* _EXERCISE REQUIREMENTS_
How does the data below read from its first line through the line containing "use ride_star::kpi::KpiCatalog;"? Print those lines exactly.

(Stored items from a collection)

+ + +

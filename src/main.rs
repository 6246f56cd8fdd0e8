//! CLI entry point for the ride_star analytics pipeline.
//!
//! Provides subcommands for running the full star-schema pipeline,
//! validating an input header, and logging the KPI catalog.

use anyhow::{Context, Result};
use clap::{Parser, Subcommand};
use ride_star::config::PipelineConfig;
use ride_star::kpi::KpiCatalog;
use ride_star::loader::{load_rides, validate_schema};
use ride_star::pipeline;
use ride_star::schema::build_fact_table;
use std::ffi::OsStr;
use std::path::{Path, PathBuf};
use tracing::info;
use tracing_subscriber::{
    EnvFilter, Layer,
    fmt::{self, format::FmtSpan},
    layer::SubscriberExt,
    util::SubscriberInitExt,
};

#[derive(Parser)]
#[command(name = "ride_star")]
#[command(about = "Builds a star schema and KPI catalog from a ride table", long_about = None)]
struct Cli {
    #[command(subcommand)]
    command: Commands,
}

#[derive(Subcommand)]
enum Commands {
    /// Run the full pipeline and write the workbook and insight documents
    Run {
        /// Ride table CSV
        #[arg(short, long, default_value = "Dataset.csv")]
        input: PathBuf,

        /// Directory receiving data_model/ and insights/
        #[arg(short, long, default_value = "output")]
        output_dir: PathBuf,

        /// Optional JSON pipeline config (falls back to RIDE_STAR_CONFIG)
        #[arg(short, long)]
        config: Option<PathBuf>,
    },
    /// Check that the input carries every required column
    Validate {
        /// Ride table CSV
        #[arg(short, long, default_value = "Dataset.csv")]
        input: PathBuf,
    },
    /// Compute the KPI catalog and log it as JSON
    Kpis {
        /// Ride table CSV
        #[arg(short, long, default_value = "Dataset.csv")]
        input: PathBuf,

        /// Optional JSON pipeline config (falls back to RIDE_STAR_CONFIG)
        #[arg(short, long)]
        config: Option<PathBuf>,
    },
}

fn main() -> Result<()> {
    dotenvy::dotenv().ok(); // Load .env file

    // Logging setup: colored stderr + JSON rolling log file
    let log_file_path =
        std::env::var("LOG_FILE_PATH").unwrap_or_else(|_| "logs/ride_star.log".to_string());
    let log_dir = Path::new(&log_file_path)
        .parent()
        .unwrap_or(Path::new("logs"));
    let log_file_name = Path::new(&log_file_path)
        .file_name()
        .unwrap_or(OsStr::new("ride_star.log"));

    let file_appender = tracing_appender::rolling::daily(log_dir, log_file_name);
    let (non_blocking_file, _file_guard) = tracing_appender::non_blocking(file_appender);

    let stderr_layer = fmt::layer()
        .with_target(true)
        .with_span_events(FmtSpan::CLOSE)
        .with_ansi(true)
        .with_writer(std::io::stderr)
        .with_filter(EnvFilter::from_env("RUST_LOG").add_directive("info".parse()?));

    let json_layer = fmt::layer()
        .json()
        .with_current_span(true)
        .with_span_list(true)
        .with_writer(non_blocking_file)
        .with_filter(EnvFilter::from_env("RUST_LOG_JSON").add_directive("debug".parse()?));

    tracing_subscriber::registry()
        .with(stderr_layer)
        .with(json_layer)
        .init();

    let cli = Cli::parse();

    match cli.command {
        Commands::Run {
            input,
            output_dir,
            config,
        } => {
            let config = load_config(config)?;
            let output = pipeline::run(&input, &output_dir, &config)
                .with_context(|| format!("pipeline failed for {}", input.display()))?;

            for file in &output.files {
                info!(path = %file.display(), "Wrote");
            }
        }
        Commands::Validate { input } => {
            validate_schema(&input)
                .with_context(|| format!("schema check failed for {}", input.display()))?;
            info!(input = %input.display(), "All required columns present");
        }
        Commands::Kpis { input, config } => {
            let config = load_config(config)?;
            let rides = load_rides(&input)?;
            let fact = build_fact_table(&rides, config.minutes_per_km);
            let kpis = KpiCatalog::compute(&fact, &config);

            info!("{}", serde_json::to_string_pretty(&kpis)?);
        }
    }

    Ok(())
}

/// Loads the pipeline config from `--config`, then `RIDE_STAR_CONFIG`, else
/// uses the defaults.
fn load_config(path: Option<PathBuf>) -> Result<PipelineConfig> {
    let path = path.or_else(|| std::env::var_os("RIDE_STAR_CONFIG").map(PathBuf::from));

    match path {
        Some(path) => {
            let config = PipelineConfig::load(&path)?;
            info!(path = %path.display(), "Loaded pipeline config");
            Ok(config)
        }
        None => Ok(PipelineConfig::default()),
    }
}
//! Route and location dimensions.

use crate::bands::{distance_band, popularity_band};
use crate::measure::{Measure, round2};
use crate::model::RideRecord;
use crate::stats::{group_by, mean};
use serde::Serialize;
use std::collections::HashSet;
use tracing::warn;

/// One row per distinct `location_route_id`, the key fact rows join on.
#[derive(Debug, Clone, PartialEq, Serialize)]
pub struct RouteRow {
    pub location_route_id: String,
    pub route_id: usize,
    pub from_location: String,
    pub to_location: String,
    pub avg_distance: f64,
    pub min_distance: f64,
    pub max_distance: f64,
    pub avg_price: f64,
    pub total_trips: usize,
    pub distance_category: Option<&'static str>,
    pub popularity_category: Option<&'static str>,
}

/// Groups rides by route key. Endpoint pairs that render to the same key
/// share one row and the first-encountered pair names it.
pub fn build_route_dimension(rides: &[RideRecord]) -> Vec<RouteRow> {
    group_by(rides, RideRecord::route_id)
        .into_iter()
        .enumerate()
        .map(|(i, (key, trips))| {
            let first = trips[0];
            for ride in &trips[1..] {
                if ride.from_location != first.from_location
                    || ride.to_location != first.to_location
                {
                    warn!(
                        route = %key,
                        kept_from = %first.from_location,
                        discarded_from = %ride.from_location,
                        "Route key collision resolved to first endpoints"
                    );
                }
            }

            let distances: Vec<f64> = trips.iter().map(|r| r.distance_km).collect();
            let prices: Vec<f64> = trips.iter().map(|r| r.final_price).collect();
            let avg_distance = round2(mean(&distances).or_zero());

            RouteRow {
                location_route_id: key,
                route_id: i + 1,
                from_location: first.from_location.clone(),
                to_location: first.to_location.clone(),
                avg_distance,
                min_distance: distances.iter().copied().fold(f64::INFINITY, f64::min),
                max_distance: distances.iter().copied().fold(f64::NEG_INFINITY, f64::max),
                avg_price: round2(mean(&prices).or_zero()),
                total_trips: trips.len(),
                distance_category: distance_band(avg_distance),
                popularity_category: popularity_band(trips.len()),
            }
        })
        .collect()
}

/// One row per distinct place appearing as an origin or a destination.
#[derive(Debug, Clone, PartialEq, Serialize)]
pub struct LocationRow {
    pub location_name: String,
    pub location_id: usize,
    pub location_category: &'static str,
}

pub fn build_location_dimension(rides: &[RideRecord]) -> Vec<LocationRow> {
    let mut seen = HashSet::new();
    rides
        .iter()
        .map(|r| r.from_location.as_str())
        .chain(rides.iter().map(|r| r.to_location.as_str()))
        .filter(|name| seen.insert(*name))
        .enumerate()
        .map(|(i, name)| LocationRow {
            location_name: name.to_string(),
            location_id: i + 1,
            location_category: location_category(name),
        })
        .collect()
}

/// Keyword classification of a place name. The first matching rule wins.
pub fn location_category(name: &str) -> &'static str {
    let lower = name.to_lowercase();
    let mentions = |keywords: &[&str]| keywords.iter().any(|k| lower.contains(k));

    if name.contains("VIT") {
        "University"
    } else if mentions(&["hospital", "medical"]) {
        "Healthcare"
    } else if mentions(&["station", "railway"]) {
        "Transportation Hub"
    } else if mentions(&["road", "street"]) {
        "Residential/Commercial"
    } else if mentions(&["bus", "stand"]) {
        "Bus Terminal"
    } else {
        "General"
    }
}

/// Revenue per km of a set of rides; undefined when they cover no distance.
pub fn revenue_per_km(rides: impl IntoIterator<Item = (f64, f64)>) -> Measure {
    let (revenue, distance) = rides
        .into_iter()
        .fold((0.0, 0.0), |(rev, dist), (price, km)| (rev + price, dist + km));
    Measure::ratio(revenue, distance)
}
//! Weather dimension, keyed strictly on the condition name.
//!
//! Upstream data carries several descriptions per condition ("light rain",
//! "moderate rain", ...). Those variants never produce extra rows: the first
//! encountered main/description pair is kept and the rest are counted.

use crate::model::{RideRecord, WeatherCondition};
use serde::Serialize;
use std::collections::HashSet;
use tracing::warn;

#[derive(Debug, Clone, PartialEq, Serialize)]
pub struct WeatherRow {
    pub weather_condition: WeatherCondition,
    pub weather_id: usize,
    pub weather_main: Option<String>,
    pub weather_description: String,
    pub description_variants: usize,
    pub impact_category: &'static str,
    pub severity_score: u8,
    pub expected_surge_multiplier: f64,
}

pub fn build_weather_dimension(rides: &[RideRecord]) -> Vec<WeatherRow> {
    let mut rows: Vec<WeatherRow> = Vec::new();
    let mut variants: Vec<HashSet<&str>> = Vec::new();

    for ride in rides {
        let condition = &ride.weather_condition;
        match rows.iter().position(|r| &r.weather_condition == condition) {
            Some(i) => {
                if variants[i].insert(ride.weather_description.as_str()) {
                    warn!(
                        condition = %condition,
                        kept = %rows[i].weather_description,
                        discarded = %ride.weather_description,
                        "Weather key collision resolved to first description"
                    );
                }
            }
            None => {
                rows.push(WeatherRow {
                    weather_condition: condition.clone(),
                    weather_id: rows.len() + 1,
                    weather_main: ride.weather_main.clone(),
                    weather_description: ride.weather_description.clone(),
                    description_variants: 0,
                    impact_category: condition.impact_category(),
                    severity_score: condition.severity_score(),
                    expected_surge_multiplier: condition.expected_surge_multiplier(),
                });
                variants.push(HashSet::from([ride.weather_description.as_str()]));
            }
        }
    }

    for (row, seen) in rows.iter_mut().zip(&variants) {
        row.description_variants = seen.len();
    }

    rows
}

#[cfg(test)]
mod tests {
    use super::*;
    use crate::schema::test_support::ride;

    fn with_weather(id: &str, condition: &str, description: &str) -> RideRecord {
        let mut r = ride(id, 10, 50.0, 60.0, 4.0);
        r.weather_condition = WeatherCondition::parse(condition);
        r.weather_description = description.to_string();
        r
    }

    #[test]
    fn test_one_row_per_condition_despite_description_variants() {
        let rides = vec![
            with_weather("R1", "Rain", "light rain"),
            with_weather("R2", "Clear", "clear sky"),
            with_weather("R3", "Rain", "moderate rain"),
            with_weather("R4", "Rain", "heavy intensity rain"),
            with_weather("R5", "Rain", "light rain"),
        ];
        let rows = build_weather_dimension(&rides);

        assert_eq!(rows.len(), 2);
        let rain = &rows[0];
        assert_eq!(rain.weather_condition, WeatherCondition::Rain);
        assert_eq!(rain.weather_description, "light rain");
        assert_eq!(rain.description_variants, 3);
        assert_eq!(rain.severity_score, 4);
        assert_eq!(rows[1].weather_id, 2);
    }

    #[test]
    fn test_unknown_condition_uses_fallbacks() {
        let rows = build_weather_dimension(&[with_weather("R1", "Smoke", "smoke")]);
        assert_eq!(rows[0].impact_category, "Unknown");
        assert_eq!(rows[0].severity_score, 0);
        assert_eq!(rows[0].expected_surge_multiplier, 1.0);
    }

    #[test]
    fn test_empty_input() {
        assert!(build_weather_dimension(&[]).is_empty());
    }
}
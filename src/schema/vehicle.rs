use crate::model::VehicleType;
use serde::Serialize;
use std::collections::HashSet;

/// Vehicle dimension row. Lookup attributes stay empty for categories that
/// are not in the fixed profile table.
#[derive(Debug, Clone, PartialEq, Serialize)]
pub struct VehicleRow {
    pub vehicle_type: VehicleType,
    pub vehicle_id: usize,
    pub capacity: Option<u8>,
    pub base_fare_per_km: Option<f64>,
    pub surge_sensitivity: Option<&'static str>,
    pub weather_impact: Option<&'static str>,
    pub category: Option<&'static str>,
}

impl VehicleRow {
    fn new(vehicle_type: VehicleType, vehicle_id: usize) -> Self {
        let profile = vehicle_type.profile();
        VehicleRow {
            vehicle_id,
            capacity: profile.map(|p| p.capacity),
            base_fare_per_km: profile.map(|p| p.base_fare_per_km),
            surge_sensitivity: profile.map(|p| p.surge_sensitivity),
            weather_impact: profile.map(|p| p.weather_impact),
            category: profile.map(|p| p.category),
            vehicle_type,
        }
    }
}

/// One row per distinct vehicle category, in first-encountered order.
pub fn build_vehicle_dimension<'a>(
    vehicles: impl IntoIterator<Item = &'a VehicleType>,
) -> Vec<VehicleRow> {
    let mut seen = HashSet::new();
    vehicles
        .into_iter()
        .filter(|v| seen.insert(*v))
        .enumerate()
        .map(|(i, v)| VehicleRow::new(v.clone(), i + 1))
        .collect()
}
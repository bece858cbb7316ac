//! Integration tests for `SessionClient` against a scripted mock
//! connection.

use std::sync::{Arc, Mutex};
use std::time::Duration;

use kalaha_board::BoardState;
use kalaha_protocol::{ActiveSession, ServerEvent};
use kalaha_session::{SessionClient, SessionEvent};
use kalaha_transport::{Connection, ConnectionId, TransportError};
use tokio::sync::mpsc;

/// A connection whose inbound frames are scripted by the test. Outbound
/// frames are captured for inspection. `Some(frame)` feeds a frame,
/// `None` (or dropping the feeder) simulates a clean close.
#[derive(Clone)]
struct MockConnection {
    sent: Arc<Mutex<Vec<String>>>,
    inbound: Arc<tokio::sync::Mutex<mpsc::UnboundedReceiver<Option<String>>>>,
}

fn mock_connection() -> (
    MockConnection,
    mpsc::UnboundedSender<Option<String>>,
    Arc<Mutex<Vec<String>>>,
) {
    let (feed, inbound) = mpsc::unbounded_channel();
    let sent = Arc::new(Mutex::new(Vec::new()));
    let conn = MockConnection {
        sent: Arc::clone(&sent),
        inbound: Arc::new(tokio::sync::Mutex::new(inbound)),
    };
    (conn, feed, sent)
}

impl Connection for MockConnection {
    type Error = TransportError;

    async fn send(&self, frame: &str) -> Result<(), Self::Error> {
        self.sent.lock().unwrap().push(frame.to_string());
        Ok(())
    }

    async fn recv(&self) -> Result<Option<String>, Self::Error> {
        match self.inbound.lock().await.recv().await {
            Some(Some(frame)) => Ok(Some(frame)),
            Some(None) | None => Ok(None),
        }
    }

    async fn close(&self) -> Result<(), Self::Error> {
        Ok(())
    }

    fn id(&self) -> ConnectionId {
        ConnectionId::new(0)
    }
}

fn session() -> ActiveSession {
    ActiveSession {
        user_id: "facebook:100012".into(),
        session_id: "sess-42".into(),
    }
}

async fn next_event(rx: &mut mpsc::Receiver<SessionEvent>) -> SessionEvent {
    tokio::time::timeout(Duration::from_secs(5), rx.recv())
        .await
        .expect("timed out waiting for event")
        .expect("event channel closed")
}

#[tokio::test]
async fn test_handshake_is_the_first_outbound_frame() {
    let (conn, _feed, sent) = mock_connection();
    let (_client, _rx) = SessionClient::open(conn, &session()).await.unwrap();

    let sent = sent.lock().unwrap();
    assert_eq!(sent.as_slice(), ["facebook:100012=sess-42"]);
}

#[tokio::test]
async fn test_submit_move_before_any_turn_frame_is_dropped() {
    let (conn, _feed, sent) = mock_connection();
    let (client, _rx) = SessionClient::open(conn, &session()).await.unwrap();

    client.submit_move(3).await;

    // Only the handshake went out.
    assert_eq!(sent.lock().unwrap().len(), 1);
    assert!(!client.is_my_turn());
}

#[tokio::test]
async fn test_submit_move_after_turn_granted_sends_frame() {
    let (conn, feed, sent) = mock_connection();
    let (client, mut rx) = SessionClient::open(conn, &session()).await.unwrap();

    feed.send(Some("##turn".into())).unwrap();
    assert_eq!(
        next_event(&mut rx).await,
        SessionEvent::Protocol(ServerEvent::TurnGranted)
    );

    client.submit_move(3).await;
    let sent = sent.lock().unwrap();
    assert_eq!(sent.last().map(String::as_str), Some("##3"));
}

#[tokio::test]
async fn test_turn_denied_revokes_the_turn() {
    let (conn, feed, sent) = mock_connection();
    let (client, mut rx) = SessionClient::open(conn, &session()).await.unwrap();

    feed.send(Some("##turn".into())).unwrap();
    next_event(&mut rx).await;
    feed.send(Some("##~turn".into())).unwrap();
    assert_eq!(
        next_event(&mut rx).await,
        SessionEvent::Protocol(ServerEvent::TurnDenied)
    );

    client.submit_move(2).await;
    assert_eq!(sent.lock().unwrap().len(), 1); // handshake only
}

#[tokio::test]
async fn test_events_arrive_in_frame_order() {
    let (conn, feed, _sent) = mock_connection();
    let (_client, mut rx) = SessionClient::open(conn, &session()).await.unwrap();

    feed.send(Some("opponent=Bob".into())).unwrap();
    feed.send(Some("##turn".into())).unwrap();
    feed.send(Some("$$6-6-6-6-6-6-0-6-6-6-6-6-6-0".into())).unwrap();
    feed.send(Some("end".into())).unwrap();

    assert_eq!(
        next_event(&mut rx).await,
        SessionEvent::Protocol(ServerEvent::OpponentAssigned {
            opponent: "Bob".into()
        })
    );
    assert_eq!(
        next_event(&mut rx).await,
        SessionEvent::Protocol(ServerEvent::TurnGranted)
    );
    assert_eq!(
        next_event(&mut rx).await,
        SessionEvent::Protocol(ServerEvent::BoardUpdate(
            BoardState::initial()
        ))
    );
    assert_eq!(
        next_event(&mut rx).await,
        SessionEvent::Protocol(ServerEvent::MatchEnded)
    );
}

#[tokio::test]
async fn test_unknown_and_malformed_frames_are_not_forwarded() {
    let (conn, feed, _sent) = mock_connection();
    let (_client, mut rx) = SessionClient::open(conn, &session()).await.unwrap();

    feed.send(Some("no-such-frame".into())).unwrap();
    feed.send(Some("$$1-2-3".into())).unwrap(); // malformed board
    feed.send(Some("##turn".into())).unwrap();

    // The first event the consumer sees is the valid one.
    assert_eq!(
        next_event(&mut rx).await,
        SessionEvent::Protocol(ServerEvent::TurnGranted)
    );
}

#[tokio::test]
async fn test_clean_close_surfaces_disconnected() {
    let (conn, feed, _sent) = mock_connection();
    let (_client, mut rx) = SessionClient::open(conn, &session()).await.unwrap();

    feed.send(None).unwrap();
    assert_eq!(next_event(&mut rx).await, SessionEvent::Disconnected);

    // Terminal: the channel closes after Disconnected.
    assert_eq!(rx.recv().await, None);
}

#[tokio::test]
async fn test_match_ended_revokes_the_turn() {
    let (conn, feed, sent) = mock_connection();
    let (client, mut rx) = SessionClient::open(conn, &session()).await.unwrap();

    feed.send(Some("##turn".into())).unwrap();
    next_event(&mut rx).await;
    feed.send(Some("end".into())).unwrap();
    next_event(&mut rx).await;

    client.submit_move(5).await;
    assert_eq!(sent.lock().unwrap().len(), 1);
}
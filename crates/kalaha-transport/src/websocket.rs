//! WebSocket client transport using `tokio-tungstenite`.

use std::sync::Arc;
use std::sync::atomic::{AtomicU64, Ordering};

use futures_util::stream::{SplitSink, SplitStream};
use futures_util::{SinkExt, StreamExt};
use tokio::sync::Mutex;
use tokio_tungstenite::tungstenite::Message;

use crate::{Connection, ConnectionId, TransportError};

/// Counter for generating unique connection IDs.
static NEXT_CONNECTION_ID: AtomicU64 = AtomicU64::new(1);

type WsStream = tokio_tungstenite::WebSocketStream<
    tokio_tungstenite::MaybeTlsStream<tokio::net::TcpStream>,
>;

/// An outbound WebSocket connection.
///
/// Cloning is cheap and clones share the underlying socket. The writer and
/// reader halves are locked independently: the session layer's reader task
/// holds its half across awaits, and sends must not contend with it.
#[derive(Clone)]
pub struct WebSocketConnection {
    id: ConnectionId,
    writer: Arc<Mutex<SplitSink<WsStream, Message>>>,
    reader: Arc<Mutex<SplitStream<WsStream>>>,
}

impl WebSocketConnection {
    /// Dials the given `ws://` / `wss://` URL and completes the WebSocket
    /// upgrade. No retry policy: a failed dial is reported once.
    pub async fn connect(url: &str) -> Result<Self, TransportError> {
        let (ws, _response) = tokio_tungstenite::connect_async(url)
            .await
            .map_err(|e| {
                TransportError::ConnectFailed(std::io::Error::new(
                    std::io::ErrorKind::ConnectionRefused,
                    e,
                ))
            })?;

        let id = ConnectionId::new(
            NEXT_CONNECTION_ID.fetch_add(1, Ordering::Relaxed),
        );
        tracing::debug!(%id, url, "WebSocket connection established");

        let (writer, reader) = ws.split();
        Ok(Self {
            id,
            writer: Arc::new(Mutex::new(writer)),
            reader: Arc::new(Mutex::new(reader)),
        })
    }
}

impl Connection for WebSocketConnection {
    type Error = TransportError;

    async fn send(&self, frame: &str) -> Result<(), Self::Error> {
        let msg = Message::Text(frame.to_string().into());
        self.writer.lock().await.send(msg).await.map_err(|e| {
            TransportError::SendFailed(std::io::Error::new(
                std::io::ErrorKind::BrokenPipe,
                e,
            ))
        })
    }

    async fn recv(&self) -> Result<Option<String>, Self::Error> {
        loop {
            let msg = self.reader.lock().await.next().await;
            match msg {
                Some(Ok(Message::Text(text))) => {
                    return Ok(Some(text.as_str().to_owned()));
                }
                Some(Ok(Message::Binary(data))) => {
                    // The protocol is textual; tolerate peers that flag
                    // frames as binary as long as they hold UTF-8.
                    match String::from_utf8(data.to_vec()) {
                        Ok(text) => return Ok(Some(text)),
                        Err(_) => {
                            tracing::debug!(
                                id = %self.id,
                                "skipping non-UTF-8 binary frame"
                            );
                            continue;
                        }
                    }
                }
                Some(Ok(Message::Close(_))) | None => return Ok(None),
                Some(Ok(_)) => continue, // skip ping/pong/frame
                Some(Err(e)) => {
                    return Err(TransportError::ReceiveFailed(
                        std::io::Error::new(
                            std::io::ErrorKind::ConnectionReset,
                            e,
                        ),
                    ));
                }
            }
        }
    }

    async fn close(&self) -> Result<(), Self::Error> {
        self.writer.lock().await.close().await.map_err(|e| {
            TransportError::SendFailed(std::io::Error::new(
                std::io::ErrorKind::BrokenPipe,
                e,
            ))
        })
    }

    fn id(&self) -> ConnectionId {
        self.id
    }
}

+ + +

* _TASK ANSWER_
filename src/main.rs
repository 6246f56cd8fdd0e8
//! CLI entry point for the ride_star analytics pipeline.
//!
//! Provides subcommands for running the full star-schema pipeline,
//! validating an input header, and logging the KPI catalog.

use anyhow::{Context, Result};
use clap::{Parser, Subcommand};
use ride_star::config::PipelineConfig;
use ride_star::kpi::KpiCatalog;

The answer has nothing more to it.